Fig. S1.

Tet1 expression negatively correlates with gonadotrope differentiation (Fig. 1). (A and B) qPCR analyses of relative levels of each of the TET enzyme mRNAs in (A) primary gonadotropes from immature (6 d) or mature (8–14 wk) mice or (B) partially differentiated (αT3-1) or fully differentiated (LβT2) gonadotrope cell lines; Tet mRNA levels were calculated by using standard curves of plasmid cDNA (n = 3–9).
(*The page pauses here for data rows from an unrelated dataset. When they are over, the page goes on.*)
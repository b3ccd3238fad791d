//! Tests for binary persistence
//!
//! These tests verify:
//! - Exact record layout on disk
//! - Round-trips through files and in-memory buffers
//! - Truncated, negative, and non-UTF-8 records
//! - Partial loads

use std::fs;

use chainkv::persist::binary::{decode_into, encode, LEN_PREFIX_SIZE};
use chainkv::{KeyValueStore, StoreError};

use super::setup_temp_file;

// =============================================================================
// Helper Functions
// =============================================================================

fn record(key: &[u8], value: &[u8]) -> Vec<u8> {
    let mut bytes = Vec::new();
    bytes.extend_from_slice(&(key.len() as i32).to_le_bytes());
    bytes.extend_from_slice(key);
    bytes.extend_from_slice(&(value.len() as i32).to_le_bytes());
    bytes.extend_from_slice(value);
    bytes
}

fn read_i32_le(bytes: &[u8]) -> i32 {
    i32::from_le_bytes(bytes[..LEN_PREFIX_SIZE].try_into().unwrap())
}

// =============================================================================
// Layout Tests
// =============================================================================

#[test]
fn test_save_binary_layout() {
    let (_temp, path) = setup_temp_file("test_data.bin");
    let mut store = KeyValueStore::new(10).unwrap();
    store.insert("name", "John Doe").unwrap();

    store.save_to_binary_file(&path).unwrap();

    let bytes = fs::read(&path).unwrap();
    assert_eq!(bytes.len(), 4 + 4 + 4 + 8);
    assert_eq!(read_i32_le(&bytes[0..]), 4);
    assert_eq!(&bytes[4..8], b"name");
    assert_eq!(read_i32_le(&bytes[8..]), 8);
    assert_eq!(&bytes[12..20], b"John Doe");
}

#[test]
fn test_lengths_count_utf8_bytes() {
    let mut store = KeyValueStore::new(1).unwrap();
    store.insert("ключ", "é").unwrap();

    let bytes = encode(&store).unwrap();

    assert_eq!(&bytes[..], &record("ключ".as_bytes(), "é".as_bytes())[..]);
    assert_eq!(read_i32_le(&bytes), 8);
}

#[test]
fn test_records_follow_chain_order() {
    let mut store = KeyValueStore::new(1).unwrap();
    store.insert("b", "2").unwrap();
    store.insert("a", "1").unwrap();

    let bytes = encode(&store).unwrap();

    let mut expected = record(b"b", b"2");
    expected.extend(record(b"a", b"1"));
    assert_eq!(&bytes[..], &expected[..]);
}

#[test]
fn test_save_empty_store_creates_empty_file() {
    let (_temp, path) = setup_temp_file("empty.bin");
    let store = KeyValueStore::new(10).unwrap();

    store.save_to_binary_file(&path).unwrap();

    assert!(fs::read(&path).unwrap().is_empty());
}

#[test]
fn test_save_truncates_existing_file() {
    let (_temp, path) = setup_temp_file("test.bin");
    fs::write(&path, vec![0xAB; 256]).unwrap();

    let mut store = KeyValueStore::new(10).unwrap();
    store.insert("k", "v").unwrap();
    store.save_to_binary_file(&path).unwrap();

    assert_eq!(fs::read(&path).unwrap(), record(b"k", b"v"));
}

// =============================================================================
// Round-Trip Tests
// =============================================================================

#[test]
fn test_save_and_load_ten_buckets() {
    let (_temp, path) = setup_temp_file("test_data.bin");
    let mut store = KeyValueStore::new(10).unwrap();
    store.insert("key1", "value1").unwrap();
    store.insert("key2", "value2").unwrap();

    store.save_to_binary_file(&path).unwrap();

    let mut loaded = KeyValueStore::new(10).unwrap();
    loaded.load_from_binary_file(&path).unwrap();

    assert_eq!(loaded.get("key1").unwrap(), "value1");
    assert_eq!(loaded.get("key2").unwrap(), "value2");
    assert_eq!(loaded.len(), 2);
}

#[test]
fn test_values_with_newlines_and_delimiters_round_trip() {
    let (_temp, path) = setup_temp_file("test.bin");
    let mut store = KeyValueStore::new(4).unwrap();
    store.insert("a=b", "line one\nline two\r\n").unwrap();
    store.insert("", "").unwrap();

    store.save_to_binary_file(&path).unwrap();
    let mut loaded = KeyValueStore::new(4).unwrap();
    loaded.load_from_binary_file(&path).unwrap();

    assert_eq!(loaded.get("a=b").unwrap(), "line one\nline two\r\n");
    assert_eq!(loaded.get("").unwrap(), "");
}

#[test]
fn test_many_entries_round_trip_into_other_bucket_count() {
    let mut store = KeyValueStore::new(13).unwrap();
    for i in 0..1000 {
        store.insert(format!("key{}", i), format!("value{}", i)).unwrap();
    }

    let bytes = encode(&store).unwrap();
    let mut loaded = KeyValueStore::new(5).unwrap();
    let applied = decode_into(&mut loaded, &bytes).unwrap();

    assert_eq!(applied, 1000);
    for i in 0..1000 {
        assert_eq!(loaded.get(&format!("key{}", i)).unwrap(), format!("value{}", i));
    }
}

#[test]
fn test_decode_empty_input() {
    let mut store = KeyValueStore::new(10).unwrap();

    assert_eq!(decode_into(&mut store, &[]).unwrap(), 0);
    assert!(store.is_empty());
}

// =============================================================================
// Malformed Input Tests
// =============================================================================

#[test]
fn test_load_missing_file_fails_with_io() {
    let (_temp, path) = setup_temp_file("nope.bin");
    let mut store = KeyValueStore::new(10).unwrap();

    assert!(matches!(
        store.load_from_binary_file(&path),
        Err(StoreError::Io(_))
    ));
}

#[test]
fn test_length_exceeding_remaining_bytes() {
    let mut bytes = record(b"ok", b"fine");
    bytes.extend_from_slice(&100i32.to_le_bytes());
    bytes.extend_from_slice(b"short");

    let mut store = KeyValueStore::new(10).unwrap();
    let result = decode_into(&mut store, &bytes);

    match result {
        Err(StoreError::Parse(msg)) => assert!(msg.contains("byte 14"), "{}", msg),
        other => panic!("expected Parse, got {:?}", other),
    }
    // Entries before the bad record are kept
    assert_eq!(store.get("ok").unwrap(), "fine");
    assert_eq!(store.len(), 1);
}

#[test]
fn test_truncated_length_prefix() {
    let mut bytes = record(b"k", b"v");
    bytes.extend_from_slice(&[0x02, 0x00]);

    let mut store = KeyValueStore::new(10).unwrap();

    assert!(matches!(
        decode_into(&mut store, &bytes),
        Err(StoreError::Parse(_))
    ));
    assert_eq!(store.get("k").unwrap(), "v");
}

#[test]
fn test_missing_value_after_key() {
    let mut bytes = Vec::new();
    bytes.extend_from_slice(&3i32.to_le_bytes());
    bytes.extend_from_slice(b"key");

    let mut store = KeyValueStore::new(10).unwrap();

    assert!(matches!(
        decode_into(&mut store, &bytes),
        Err(StoreError::Parse(_))
    ));
    assert!(store.is_empty());
}

#[test]
fn test_truncated_value() {
    let mut bytes = record(b"key", b"value");
    bytes.truncate(bytes.len() - 2);

    let mut store = KeyValueStore::new(10).unwrap();

    assert!(matches!(
        decode_into(&mut store, &bytes),
        Err(StoreError::Parse(_))
    ));
    assert!(store.is_empty());
}

#[test]
fn test_negative_length() {
    let mut bytes = Vec::new();
    bytes.extend_from_slice(&(-1i32).to_le_bytes());
    bytes.extend_from_slice(b"anything");

    let mut store = KeyValueStore::new(10).unwrap();

    match decode_into(&mut store, &bytes) {
        Err(StoreError::Parse(msg)) => assert!(msg.contains("negative"), "{}", msg),
        other => panic!("expected Parse, got {:?}", other),
    }
}

#[test]
fn test_invalid_utf8_key() {
    let bytes = record(&[0xff, 0xfe], b"value");
    let mut store = KeyValueStore::new(10).unwrap();

    assert!(matches!(
        decode_into(&mut store, &bytes),
        Err(StoreError::Parse(_))
    ));
}

#[test]
fn test_duplicate_record_stops_load() {
    let (_temp, path) = setup_temp_file("dup.bin");
    let mut bytes = record(b"a", b"1");
    bytes.extend(record(b"a", b"2"));
    bytes.extend(record(b"b", b"3"));
    fs::write(&path, &bytes).unwrap();

    let mut store = KeyValueStore::new(10).unwrap();
    let result = store.load_from_binary_file(&path);

    assert!(matches!(result, Err(StoreError::KeyAlreadyExists(_))));
    assert_eq!(store.get("a").unwrap(), "1");
    assert!(!store.contains_key("b"));
}

#[test]
fn test_load_into_non_empty_table_with_colliding_key() {
    let (_temp, path) = setup_temp_file("test.bin");
    let mut source = KeyValueStore::new(10).unwrap();
    source.insert("shared", "from file").unwrap();
    source.save_to_binary_file(&path).unwrap();

    let mut target = KeyValueStore::new(10).unwrap();
    target.insert("shared", "original").unwrap();

    assert!(matches!(
        target.load_from_binary_file(&path),
        Err(StoreError::KeyAlreadyExists(_))
    ));
    assert_eq!(target.get("shared").unwrap(), "original");
}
A t test was used to compare levels of the same gene between groups of mice (**P < 0.01 and ***P < 0.001; NS indicates P > 0.05). (C) TET1 (red) and CGA (green) in the pituitary of 5-d-old female mouse shown at lower magnification (Top Left) and subsequently the boxed region enlarged for each color channel separately or overlaid (Bottom Right). (Scale bars: lower magnification, 100 µm; higher magnification, 50 µm.) Notably, TET1 is seen exclusively in CGA-expressing cells at this stage, but is not found in all CGA⁺ cells. (D and E) Tet2, Tet3, and Fshb mRNA levels in the OVX (D) or castrated mice (E) in Fig. 1 G and H shown relative to levels in the intact mice; there are no significant differences between means of the two groups for any of these genes (P > 0.05). (F) Gonadotrope cells from intact females (freely cycling) and OVX mice were cultured with E₂ for 48 h before qPCR analysis of Tet1 mRNA levels as before (n = 3; *P < 0.05; NS indicates P > 0.05).